Apeáronse en un mesón, que por tal le reconoció don Quijote, y no por castillo de cava honda, torres, rastrillos y puente levadiza, que después que le vencieron con más juicio en todas las cosas discurría, como agora se dirá. Alojáronle en una sala baja, a quien servían de guadameciles unas sargas viejas pintadas, como se usan en las aldeas. En una dellas estaba pintada de malísima mano el robo de Elena, cuando el atrevido huésped se la llevó a Menalao, y en otra estaba la historia de Dido y de Eneas, ella sobre una alta torre, como que hacía de señas con una media sábana al fugitivo huésped, que por el mar sobre una fragata o bergantín se iba huyendo. Notó en las dos historias que Elena no iba de muy mala gana, porque se reía a socapa y a lo socarrón, pero la hermosa Dido mostraba verter lágrimas del tamaño de nueces por los ojos. Viendo lo cual don Quijote, dijo:

—Estas dos señoras fueron desdichadísimas por no haber nacido en esta edad, y yo sobre todos desdichado en no haber nacido en la suya: encontrara a aquestos señores yo, y ni fuera abrasada Troya ni Cartago destruida, pues con solo que yo matara a Paris se escusaran tantas desgracias.

Don Quijote, que se cree personaje literario, no tiene inconveniente imaginar todo aquello que pudiera darle más fama, a base de hacer el “bien”, claro.
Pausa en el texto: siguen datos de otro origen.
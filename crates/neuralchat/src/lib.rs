//! NeuralChat - a streaming relay between a chat client and hosted LLM providers.

pub mod config;
pub mod handlers;
pub mod llm;
pub mod response;
pub mod server;
pub mod upload;
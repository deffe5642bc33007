//! Upstream LLM providers and the logic that chooses between them.

mod error;
mod openai;
mod provider;
mod registry;
mod selector;
mod types;

pub use error::LLMError;
pub use openai::{OpenAICompatibleProvider, default_base_url};
pub use provider::LLMProvider;
pub use registry::{Credentials, ProviderRegistry, RequestCredentials};
pub use selector::{SelectError, ServiceSelector};
pub use types::{ChatRequest, ChatStream, Sampling, TokenLimit};

#[cfg(test)]
pub(crate) mod testing;
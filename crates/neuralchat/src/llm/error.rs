//! LLM error types.

use serde::Deserialize;
use thiserror::Error;

/// Errors that can occur when making LLM API calls.
#[derive(Debug, Error)]
pub enum LLMError {
    /// HTTP request failed
    #[error("http request failed: {0}")]
    Request(#[from] reqwest::Error),

    /// API returned an error response
    #[error("api error (status {status}): {message}")]
    Api { status: u16, message: String },

    /// The provider reported an error inside an already-open stream
    #[error("{0}")]
    Stream(String),
}

#[derive(Deserialize)]
struct ErrorEnvelope {
    error: ErrorDetail,
}

#[derive(Deserialize)]
#[serde(untagged)]
enum ErrorDetail {
    Object { message: String },
    Text(String),
}

impl ErrorDetail {
    pub(super) fn into_message(self) -> String {
        match self {
            ErrorDetail::Object { message } | ErrorDetail::Text(message) => message,
        }
    }
}

/// Pull a readable message out of an OpenAI-style error body.
///
/// Falls back to the raw body, then to the canonical status reason.
pub(super) fn api_error_message(status: reqwest::StatusCode, body: &str) -> String {
    if let Ok(envelope) = serde_json::from_str::<ErrorEnvelope>(body) {
        return envelope.error.into_message();
    }
    let body = body.trim();
    if !body.is_empty() {
        return body.to_string();
    }
    status
        .canonical_reason()
        .unwrap_or("unknown error")
        .to_string()
}

/// Convert a non-success response into [`LLMError::Api`].
pub(super) async fn api_error(response: reqwest::Response) -> LLMError {
    let status = response.status();
    let body = response.text().await.unwrap_or_default();
    LLMError::Api {
        status: status.as_u16(),
        message: api_error_message(status, &body),
    }
}

/// Extract the message of an in-stream `{"error": ...}` event, if any.
pub(super) fn stream_error_message(data: &str) -> Option<String> {
    serde_json::from_str::<ErrorEnvelope>(data)
        .ok()
        .map(|e| e.error.into_message())
}
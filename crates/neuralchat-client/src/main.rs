//! Terminal client for the NeuralChat relay.

use std::io::{self, Write};
use std::path::{Path, PathBuf};
use std::sync::Arc;

use anyhow::{Context, Result};
use chrono::Utc;
use clap::Parser;
use neuralchat_client::export::{self, ExportFormat};
use neuralchat_client::render::{self, shorten_model};
use neuralchat_client::templates;
use neuralchat_client::{
    ChatSession, ClientError, ConversationStore, FileStorage, Notice, RelayClient, TurnObserver,
    TurnOutcome, TurnState,
};
use neuralchat_types::ProviderKind;
use reedline::{DefaultPrompt, DefaultPromptSegment, Reedline, Signal};
use tokio_util::sync::CancellationToken;
use tracing_subscriber::EnvFilter;

#[derive(Parser)]
#[command(name = "neuralchat-client")]
#[command(about = "Chat with hosted LLMs through a NeuralChat relay")]
#[command(version)]
struct Cli {
    /// Base URL of the relay server
    #[arg(long, default_value = "http://localhost:3000")]
    server: String,

    /// Directory holding the persisted conversations and settings
    #[arg(long, default_value = ".neuralchat")]
    state_dir: PathBuf,
}

const HELP: &str = "\
Type a message to send it. Commands:
  /new                      start a new conversation
  /list                     list conversations
  /switch <n|id>            switch conversation
  /delete [n|id]            delete a conversation (default: current)
  /pin [n|id]               pin or unpin a conversation
  /clear                    remove every message of the current conversation
  /search [text]            filter /list (no text clears the filter)
  /system [text]            show or set the system prompt (/system - clears it)
  /template [name]          apply a prompt template or list them
  /key <service> <key> [model]
  /clearkey <service>
  /service <auto|service>   choose the provider for new turns
  /services                 services available with the current keys
  /models <service>         models offered by a service
  /attach <path>            upload a file for the next message
  /files                    list pending attachments
  /unattach <n>             drop a pending attachment
  /edit <n> <text>          rewrite message n and answer again
  /regen [n]                regenerate from assistant message n (default: last)
  /export <md|json|txt> [path]
  /import <path>
  /theme                    toggle the theme
  /history                  show the current conversation
  /help
  /quit";

#[tokio::main]
async fn main() -> Result<()> {
    let cli = Cli::parse();

    tracing_subscriber::fmt()
        .with_writer(io::stderr)
        .with_env_filter(
            EnvFilter::try_from_default_env().unwrap_or_else(|_| EnvFilter::new("warn")),
        )
        .init();

    let transport = RelayClient::new(&cli.server)
        .with_context(|| format!("Invalid server URL '{}'", cli.server))?;
    let storage = Arc::new(FileStorage::new(&cli.state_dir));
    let store = ConversationStore::load(storage).await;
    let mut session = ChatSession::new(store, transport);

    println!("NeuralChat · relay {} · /help for commands", cli.server);
    if !session.store().has_api_key() {
        println!("No API key configured yet. Use /key <service> <key>.");
    }

    let mut editor = Reedline::create();
    let prompt = DefaultPrompt::new(
        DefaultPromptSegment::Basic("neuralchat".to_string()),
        DefaultPromptSegment::Empty,
    );

    loop {
        let signal = tokio::task::block_in_place(|| editor.read_line(&prompt))
            .context("Failed to read input")?;
        let line = match signal {
            Signal::Success(line) => line,
            Signal::CtrlD => break,
            _ => continue,
        };
        let line = line.trim();
        if line.is_empty() {
            continue;
        }

        let result = if let Some(command) = line.strip_prefix('/') {
            match run_command(&mut session, command).await {
                Ok(Flow::Quit) => break,
                other => other.map(|_| ()),
            }
        } else {
            send(&mut session, line).await
        };
        if let Err(e) = result {
            eprintln!("Error: {e:#}");
        }
    }
    Ok(())
}

enum Flow {
    Continue,
    Quit,
}

type Session = ChatSession<RelayClient>;
//! Report rendering.

pub mod generator;

pub use generator::*;
//! Configuration file handling.
//!
//! This module handles loading and merging configuration from
//! `.salesreport.toml` files.

use anyhow::{bail, Context, Result};
use serde::{Deserialize, Serialize};
use std::path::Path;

/// Default configuration file name, looked up in the current directory.
pub const CONFIG_FILE_NAME: &str = ".salesreport.toml";

/// Root configuration structure.
#[derive(Debug, Clone, Default, Serialize, Deserialize)]
pub struct Config {
    /// General settings.
    #[serde(default)]
    pub general: GeneralConfig,

    /// Report settings.
    #[serde(default)]
    pub report: ReportConfig,

    /// Upload server settings.
    #[serde(default)]
    pub server: ServerConfig,
}

/// General application settings.
#[derive(Debug, Clone, Serialize, Deserialize)]
pub struct GeneralConfig {
    /// Default output file path.
    #[serde(default = "default_output")]
    pub output: String,

    /// Enable verbose logging by default.
    #[serde(default)]
    pub verbose: bool,
}

impl Default for GeneralConfig {
    fn default() -> Self {
        Self {
            output: default_output(),
            verbose: false,
        }
    }
}

fn default_output() -> String {
    "sales_report.xlsx".to_string()
}

/// Spreadsheet rendering settings.
#[derive(Debug, Clone, Serialize, Deserialize)]
pub struct ReportConfig {
    /// Name of the single worksheet.
    #[serde(default = "default_sheet_name")]
    pub sheet_name: String,

    /// Header row fill colour, `#RRGGBB`.
    #[serde(default = "default_header_color")]
    pub header_color: String,
}

impl Default for ReportConfig {
    fn default() -> Self {
        Self {
            sheet_name: default_sheet_name(),
            header_color: default_header_color(),
        }
    }
}

fn default_sheet_name() -> String {
    "Sales Report".to_string()
}

fn default_header_color() -> String {
    "#D7E4BC".to_string()
}

/// HTTP upload server settings.
#[derive(Debug, Clone, Serialize, Deserialize)]
pub struct ServerConfig {
    /// Address to bind.
    #[serde(default = "default_bind")]
    pub bind: String,

    /// Port to listen on.
    #[serde(default = "default_port")]
    pub port: u16,

    /// Largest accepted upload, in megabytes.
    #[serde(default = "default_max_upload_mb")]
    pub max_upload_mb: usize,

    /// Accepted upload file extensions (without the dot).
    #[serde(default = "default_allowed_extensions")]
    pub allowed_extensions: Vec<String>,
}

impl Default for ServerConfig {
    fn default() -> Self {
        Self {
            bind: default_bind(),
            port: default_port(),
            max_upload_mb: default_max_upload_mb(),
            allowed_extensions: default_allowed_extensions(),
        }
    }
}

impl ServerConfig {
    /// Upload body limit in bytes.
    pub fn max_upload_bytes(&self) -> usize {
        self.max_upload_mb.saturating_mul(1024 * 1024)
    }
}

fn default_bind() -> String {
    "127.0.0.1".to_string()
}

fn default_port() -> u16 {
    5000
}

fn default_max_upload_mb() -> usize {
    64
}

fn default_allowed_extensions() -> Vec<String> {
    vec!["jsonl".to_string()]
}

impl Config {
    /// Load configuration from a file path.
    pub fn load(path: &Path) -> Result<Self> {
        let content = std::fs::read_to_string(path)
            .with_context(|| format!("Failed to read config file: {}", path.display()))?;

        let config: Config = toml::from_str(&content)
            .with_context(|| format!("Failed to parse config file: {}", path.display()))?;

        Ok(config)
    }

    /// Try to load configuration from the default location.
    ///
    /// Returns `Ok(None)` if the file doesn't exist, `Err` if it exists but can't be parsed.
    pub fn load_default() -> Result<Option<Self>> {
        Self::load_from_dir(Path::new("."))
    }

    /// Try to load `.salesreport.toml` from a directory.
    pub fn load_from_dir(dir: &Path) -> Result<Option<Self>> {
        let config_path = dir.join(CONFIG_FILE_NAME);

        if config_path.exists() {
            Ok(Some(Self::load(&config_path)?))
        } else {
            Ok(None)
        }
    }

    /// Merge this configuration with CLI arguments.
    ///
    /// CLI arguments take precedence over config file settings.
    pub fn merge_with_args(&mut self, args: &crate::cli::Args) {
        if let Some(ref output) = args.output {
            self.general.output = output.display().to_string();
        }
        if let Some(ref bind) = args.bind {
            self.server.bind = bind.clone();
        }
        if let Some(port) = args.port {
            self.server.port = port;
        }
        if args.verbose {
            self.general.verbose = true;
        }
    }

    /// Log level for the run: `--quiet` wins, then `verbose` from file or flag.
    pub fn log_level(&self, args: &crate::cli::Args) -> tracing::Level {
        if self.general.verbose && !args.quiet {
            tracing::Level::DEBUG
        } else {
            args.log_level()
        }
    }

    /// Check values that serde cannot validate on its own.
    pub fn validate(&self) -> Result<()> {
        crate::report::parse_hex_color(&self.report.header_color)
            .context("Invalid [report] header_color")?;

        if self.report.sheet_name.trim().is_empty() {
            bail!("[report] sheet_name must not be empty");
        }
        if self.server.port == 0 {
            bail!("[server] port must be non-zero");
        }
        if self.server.max_upload_mb == 0 {
            bail!("[server] max_upload_mb must be at least 1");
        }
        if self.server.allowed_extensions.is_empty() {
            bail!("[server] allowed_extensions must list at least one extension");
        }

        Ok(())
    }

    /// Generate a default configuration file content.
    pub fn default_toml() -> String {
        let config = Config::default();
        toml::to_string_pretty(&config).unwrap_or_else(|_| String::new())
    }
}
Y la mentira: ¿Dónde “discurría con mejor juicio”? Si acaso, por fuerza ha de referirse a lo que sigue:

—Yo apostaré —dijo Sancho— que antes de mucho tiempo no ha de haber bodegón, venta ni mesón o tienda de barbero donde no ande pintada la historia de nuestras hazañas; pero querría yo que la pintasen manos de otro mejor pintor que el que ha pintado a estas.

—Tienes razón, Sancho —dijo don Quijote—, porque este pintor es como Orbaneja, un pintor que estaba en Úbeda, que cuando le preguntaban qué pintaba, respondía: «Lo que saliere»; y si por ventura pintaba un gallo, escribía debajo: «Este es gallo», porque no pensasen que era zorra. Desta manera me parece a mí, Sancho, que debe de ser el pintor o escritor, que todo es uno, que sacó a luz la historia deste nuevo don Quijote que ha salido: que pintó o escribió lo que saliere; o habrá sido como un poeta que andaba los años pasados en la corte, llamado Mauleón, el cual respondía de repente a cuanto le preguntaban, y preguntándole uno que qué quería decir «Deum de Deo», respondió: «Dé donde diere».

Cervantes también a lo suyo. Y Sancho a lo nuestro:

(….) quisiera concluir con brevedad aquel negocio (de los azotes), a sangre caliente y cuando estaba picado el molino, porque en la tardanza suele estar muchas veces el peligro, y a Dios rogando y con el mazo dando, y que más valía un toma que dos te daré, y el pájaro en la mano que el buitre volando.

—No más refranes, Sancho, por un solo Dios —dijo don Quijote—, que parece que te vuelves al sicut erat: habla a lo llano, a lo liso, a lo no intricado, como muchas veces te he dicho, y verás como te vale un pan por ciento.

—No sé qué mala ventura es esta mía —respondió Sancho—, que no sé decir razón sin refrán, ni refrán que no me parezca razón; pero yo me emendaré si pudiere.

Los refranes son dichos populares de las leyes del sentido común y las relaciones de poder, también reflejan el tipo de sabiduría china, imagen que don Quijote no quiere admitir en su falso mundo, aunque lo hace.